In a time of high inflation and rising property prices, much of the gains made will be by reason of time and inflation. Between 1982 and 2008 individuals were permitted an “indexation allowance” against any gain they made to reflect the fact that only the “true” gain should be taxed. In the absence of such an allowance, the government is taxing a gain that arises simply by reason of inflation. The government has chosen not to re-introduce a relief for inflationary gains.
On a more positive note in its second report of May 2021, the Office of Tax Simplification recommended that the period of time during which a divorcing or separating couple can transfer assets between themselves on the basis of the transaction being carried out at neither a gain nor a loss should be extended to the later of:
a. The end of the tax year at least two years after the separation event
b. Any reasonable time set for the transfer of assets in accordance with a financial agreement approved by a court or equivalent process in Scotland.

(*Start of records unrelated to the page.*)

// ---------------------------------------------------------------------------
// Tests
// ---------------------------------------------------------------------------

#[cfg(test)]
mod tests {
    use super::*;
    use viridia_core::GeoTransform;

    fn make_band(rows: usize, cols: usize, value: f64) -> Raster<f64> {
        let mut r = Raster::filled(rows, cols, value);
        r.set_transform(GeoTransform::new(0.0, rows as f64, 1.0, -1.0));
        r
    }

    fn make_gradient(rows: usize, cols: usize, start: f64, step: f64) -> Raster<f64> {
        let mut r = Raster::new(rows, cols);
        r.set_transform(GeoTransform::new(0.0, rows as f64, 1.0, -1.0));
        for row in 0..rows {
            for col in 0..cols {
                r.set(row, col, start + (row * cols + col) as f64 * step)
                    .unwrap();
            }
        }
        r
    }

    #[test]
    fn test_normalized_difference_basic() {
        let a = make_band(5, 5, 0.8);
        let b = make_band(5, 5, 0.2);

        let result = normalized_difference(&a, &b).unwrap();
        let val = result.get(2, 2).unwrap();

        // (0.8 - 0.2) / (0.8 + 0.2) = 0.6
        assert!((val - 0.6).abs() < 1e-10, "Expected 0.6, got {}", val);
    }

    #[test]
    fn test_normalized_difference_range() {
        // Result should always be in [-1, 1]
        let a = make_gradient(10, 10, 0.1, 0.01);
        let b = make_gradient(10, 10, 0.5, -0.005);

        let result = normalized_difference(&a, &b).unwrap();

        for row in 0..10 {
            for col in 0..10 {
                let val = result.get(row, col).unwrap();
                if !val.is_nan() {
                    assert!(
                        val >= -1.0 && val <= 1.0,
                        "ND out of range: {} at ({}, {})",
                        val,
                        row,
                        col
                    );
                }
            }
        }
    }

    #[test]
    fn test_normalized_difference_zero_sum() {
        let a = make_band(5, 5, 0.0);
        let b = make_band(5, 5, 0.0);

        let result = normalized_difference(&a, &b).unwrap();
        let val = result.get(2, 2).unwrap();

        assert!(
            val.is_nan(),
            "Zero denominator should produce NaN, got {}",
            val
        );
    }

    #[test]
    fn test_ndvi() {
        let nir = make_band(5, 5, 0.5);
        let red = make_band(5, 5, 0.1);

        let result = ndvi(&nir, &red).unwrap();
        let val = result.get(2, 2).unwrap();

        // (0.5 - 0.1) / (0.5 + 0.1) = 0.4/0.6 ≈ 0.6667
        let expected = (0.5 - 0.1) / (0.5 + 0.1);
        assert!(
            (val - expected).abs() < 1e-10,
            "Expected {}, got {}",
            expected,
            val
        );
    }

    #[test]
    fn test_ndvi_water() {
        // Water: Red > NIR, so NDVI goes negative
        let nir = make_band(5, 5, 0.05);
        let red = make_band(5, 5, 0.15);

        let result = ndvi(&nir, &red).unwrap();
        let val = result.get(2, 2).unwrap();

        assert!(val < 0.0, "Water should have negative NDVI, got {}", val);
    }

    #[test]
    fn test_rvi() {
        let nir = make_band(5, 5, 0.6);
        let red = make_band(5, 5, 0.2);

        let result = rvi(&nir, &red).unwrap();
        let val = result.get(2, 2).unwrap();

        // 0.6 / 0.2 = 3.0
        assert!((val - 3.0).abs() < 1e-10, "Expected 3.0, got {}", val);
    }

    #[test]
    fn test_rvi_zero_red() {
        let nir = make_band(5, 5, 0.5);
        let red = make_band(5, 5, 0.0);

        let result = rvi(&nir, &red).unwrap();
        let val = result.get(2, 2).unwrap();

        assert!(val.is_nan(), "Zero red band should produce NaN, got {}", val);
    }

    #[test]
    fn test_savi() {
        let nir = make_band(5, 5, 0.5);
        let red = make_band(5, 5, 0.1);

        let result = savi(&nir, &red, SaviParams::default()).unwrap();
        let val = result.get(2, 2).unwrap();

        // ((0.5 - 0.1) / (0.5 + 0.1 + 0.5)) * 1.5 = (0.4 / 1.1) * 1.5 ≈ 0.5455
        let expected = ((0.5 - 0.1) / (0.5 + 0.1 + 0.5)) * 1.5;
        assert!(
            (val - expected).abs() < 1e-10,
            "Expected {}, got {}",
            expected,
            val
        );
    }

    #[test]
    fn test_evi() {
        let nir = make_band(5, 5, 0.5);
        let red = make_band(5, 5, 0.1);
        let blue = make_band(5, 5, 0.05);

        let result = evi(&nir, &red, &blue, EviParams::default()).unwrap();
        let val = result.get(2, 2).unwrap();

        let params = EviParams::default();
        let expected =
            params.g * (0.5 - 0.1) / (0.5 + params.c1 * 0.1 - params.c2 * 0.05 + params.l);
        assert!(
            (val - expected).abs() < 1e-10,
            "Expected {}, got {}",
            expected,
            val
        );
    }

    #[test]
    fn test_nodata_handling() {
        let mut nir = make_band(5, 5, 0.5);
        nir.set_nodata(Some(-9999.0));
        nir.set(2, 2, -9999.0).unwrap();

        let red = make_band(5, 5, 0.1);

        let result = ndvi(&nir, &red).unwrap();
        let val = result.get(2, 2).unwrap();

        assert!(val.is_nan(), "Nodata pixel should be NaN, got {}", val);
    }

    #[test]
    fn test_dimension_mismatch() {
        let a = make_band(5, 5, 1.0);
        let b = make_band(5, 10, 1.0);

        let result = normalized_difference(&a, &b);
        assert!(result.is_err(), "Should fail on dimension mismatch");
    }

    #[test]
    fn test_compute_from_stack() {
        let mut stack = AlignedStack::new(5, 5);
        stack.insert(BandId::B08, make_band(5, 5, 0.5)).unwrap();
        stack.insert(BandId::B04, make_band(5, 5, 0.1)).unwrap();

        let from_stack = VegetationIndex::NDVI.compute(&stack).unwrap();
        let direct = ndvi(&make_band(5, 5, 0.5), &make_band(5, 5, 0.1)).unwrap();

        assert_eq!(
            from_stack.get(2, 2).unwrap(),
            direct.get(2, 2).unwrap(),
            "Stack dispatch must match the direct call"
        );
    }

    #[test]
    fn test_compute_missing_band() {
        let mut stack = AlignedStack::new(5, 5);
        stack.insert(BandId::B08, make_band(5, 5, 0.5)).unwrap();

        let result = VegetationIndex::NDVI.compute(&stack);
        assert!(result.is_err(), "Missing red band should fail");
    }

    #[test]
    fn test_evi_requires_blue() {
        let mut stack = AlignedStack::new(5, 5);
        stack.insert(BandId::B08, make_band(5, 5, 0.5)).unwrap();
        stack.insert(BandId::B04, make_band(5, 5, 0.1)).unwrap();

        let result = VegetationIndex::EVI.compute(&stack);
        assert!(result.is_err(), "EVI without a blue band should fail");
    }

    #[test]
    fn test_index_name_roundtrip() {
        for index in VegetationIndex::ALL {
            let parsed: VegetationIndex = index.as_str().parse().unwrap();
            assert_eq!(parsed, index, "Name {} should parse back", index);
        }

        assert!("NDVI".parse::<VegetationIndex>().is_ok());
        assert!("tcari".parse::<VegetationIndex>().is_err());
    }
}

This recommendation has been adopted by the government and will be introduced with effect from 6th April 2023.
The reports of the Office of Tax Simplification have more radical recommendations, such as withdrawing the entitlement of a beneficiary of an estate to inherit an asset at its market value as at the date of death for the purposes of CGT. It proposes that the beneficiary should inherit the asset at the value, for CGT purposes, that the deceased acquired the asset. The reports recommend reliefs or rebasing in such circumstances but, as above, the government can “pick and choose” what it wants to adopt.
It is a time to review one’s CGT planning.